Let us forget all that traffic experts say. In order to make road travel less stressful, even if it is not completely free of accidents, Bangalore needs only a few things — lane discipline, strict enforcement of rules and severe punishment for offenses. These simple measures have been talked about often enough but nothing much is done.

If BMTC drivers stop driving menacingly, if auto drivers keep to a lane on the road instead of snaking around and if two-wheeler riders follow suit, half of Bangalore’s traffic problems will be solved. It would undoubtedly slow down traffic but that is a fact of life in a large metro. It takes only some effort on the part of police to do these simple things. Rest of it, BTrac or even the grandiose plans of Abide and BBMP can take its own time. Simply slowing down and keeping minimum discipline can save many lives.

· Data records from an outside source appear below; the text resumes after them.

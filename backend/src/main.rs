use std::sync::Arc;

use aws_sdk_s3::Client as S3Client;

use backend::{server, types::Environment, upload_storage::UploadStorage};
use tracing_subscriber::{filter::LevelFilter, fmt, EnvFilter};

#[tokio::main]
async fn main() -> anyhow::Result<()> {
    let environment = Environment::from_env();

    let env_filter = EnvFilter::builder()
        .with_default_directive(LevelFilter::from_level(environment.tracing_level()).into())
        .from_env_lossy();

    // Configure logging format based on environment
    // Use JSON format for staging/production, regular format for development
    match environment {
        Environment::Production | Environment::Staging => {
            fmt().json().with_env_filter(env_filter).init();
        }
        Environment::Development { .. } => {
            fmt().with_env_filter(env_filter).init();
        }
    }

    let s3_config = environment.s3_client_config().await;
    let location = environment.storage_location(&s3_config)?;
    let s3_client = Arc::new(S3Client::from_conf(s3_config));
    let upload_storage = Arc::new(UploadStorage::new(
        s3_client,
        location,
        environment.presigned_url_expiry_secs(),
    ));

    server::start(environment, upload_storage).await
}
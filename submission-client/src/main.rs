//! DNC list submission CLI
//!
//! # Usage
//!
//! ```bash
//! dnc-submit --email you@company.com file ./dnc.csv --confirm
//! dnc-submit --email you@company.com url https://files.example.com/dnc.csv --confirm
//! dnc-submit --email you@company.com single spam@example.com
//! ```

use std::path::PathBuf;

use anyhow::Context;
use clap::{Parser, Subcommand};
use common_types::SIGNED_CONTENT_TYPE;
use submission_client::{
    config::{DEFAULT_AIRTABLE_API_URL, DEFAULT_ISSUER_URL},
    AirtableConfig, ClientConfig, FormStatus, LocalFile, SubmissionClient, SubmissionForm,
};
use tracing_subscriber::{filter::LevelFilter, fmt, EnvFilter};
use url::Url;

#[derive(Parser)]
#[command(name = "dnc-submit")]
#[command(version)]
#[command(about = "Submit a Do Not Contact list", long_about = None)]
struct Cli {
    /// Base URL of the upload-URL issuer
    #[arg(long, env = "DNC_ISSUER_URL", default_value = DEFAULT_ISSUER_URL)]
    issuer_url: Url,

    /// Airtable API root
    #[arg(long, env = "AIRTABLE_API_URL", default_value = DEFAULT_AIRTABLE_API_URL)]
    airtable_api_url: Url,

    /// Airtable personal access token
    #[arg(long, env = "AIRTABLE_API_KEY", hide_env_values = true)]
    airtable_api_key: String,

    /// Airtable base id
    #[arg(long, env = "AIRTABLE_BASE_ID")]
    airtable_base_id: String,

    /// Airtable table name
    #[arg(long, env = "AIRTABLE_TABLE_NAME")]
    airtable_table_name: String,

    /// Login email of the person submitting the list
    #[arg(long)]
    email: String,

    #[command(subcommand)]
    command: Command,
}

#[derive(Subcommand)]
enum Command {
    /// Upload a CSV list file
    ///
    /// Upload URLs are signed for `text/csv`; files of any other type, `.txt`
    /// included, are rejected by storage.
    File {
        /// Path of the `.csv` list file
        path: PathBuf,
        /// Confirm that the list contains only emails or domains
        #[arg(long)]
        confirm: bool,
    },
    /// Reference a list file already hosted elsewhere
    Url {
        /// URL of the list file
        url: String,
        /// Confirm that the list contains only emails or domains
        #[arg(long)]
        confirm: bool,
    },
    /// Add a single email address or domain
    Single {
        /// Email address or domain
        entry: String,
    },
}

impl Cli {
    fn client_config(&self) -> ClientConfig {
        ClientConfig {
            issuer_url: self.issuer_url.clone(),
            airtable: AirtableConfig {
                api_url: self.airtable_api_url.clone(),
                api_key: self.airtable_api_key.clone(),
                base_id: self.airtable_base_id.clone(),
                table_name: self.airtable_table_name.clone(),
            },
        }
    }
}

#[tokio::main]
async fn main() -> anyhow::Result<()> {
    fmt()
        .with_env_filter(
            EnvFilter::builder()
                .with_default_directive(LevelFilter::INFO.into())
                .from_env_lossy(),
        )
        .with_writer(std::io::stderr)
        .init();

    let cli = Cli::parse();

    let client = SubmissionClient::from_config(&cli.client_config())?;
    let form = SubmissionForm::new(client);

    let file = match &cli.command {
        Command::File { path, .. } => {
            let file = LocalFile::from_path(path)
                .await
                .with_context(|| format!("Failed to read {}", path.display()))?;
            if file.content_type() != SIGNED_CONTENT_TYPE {
                tracing::warn!(
                    content_type = file.content_type(),
                    "storage only accepts {SIGNED_CONTENT_TYPE} uploads, expect the upload to be rejected"
                );
            }
            Some(file)
        }
        Command::Url { .. } | Command::Single { .. } => None,
    };

    form.edit(|draft| {
        draft.email.clone_from(&cli.email);
        match (&cli.command, file) {
            (Command::File { confirm, .. }, Some(file)) => {
                draft.set_file(file);
                draft.confirmed = *confirm;
            }
            (Command::Url { url, confirm }, _) => {
                draft.set_file_url(url.clone());
                draft.confirmed = *confirm;
            }
            (Command::Single { entry }, _) => draft.set_single_entry(entry.clone()),
            (Command::File { .. }, None) => {}
        }
    });

    let mut status = form.subscribe();
    let progress = tokio::spawn(async move {
        while status.changed().await.is_ok() {
            match &*status.borrow_and_update() {
                FormStatus::Uploading => eprintln!("Uploading..."),
                FormStatus::Recording => eprintln!("Recording submission..."),
                FormStatus::Idle | FormStatus::Succeeded | FormStatus::Failed(_) => {}
            }
        }
    });

    let result = form.submit().await;
    progress.abort();

    let receipt = result.context("DNC list submission failed")?;

    if let Some(message) = form.success_message() {
        println!("{message}");
    }
    if let Some(file_url) = receipt.file_url {
        println!("File: {file_url}");
    }
    println!("Record: {}", receipt.record_id);

    Ok(())
}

The danger in not addressing this issue immediately is that citizens will take the law into their hands when an accident happens, as they do these days by burning a bus that runs over a pedestrian or roughing up drivers for even minor accidents.
Incidentally, you can be sure there will be more accidents because Bangalore will have more and more vehicles and less and less kerb alongside roads forcing pedestrians to take the road instead of footpaths. That is a consequence of complete short-sightedness in infrastructure development.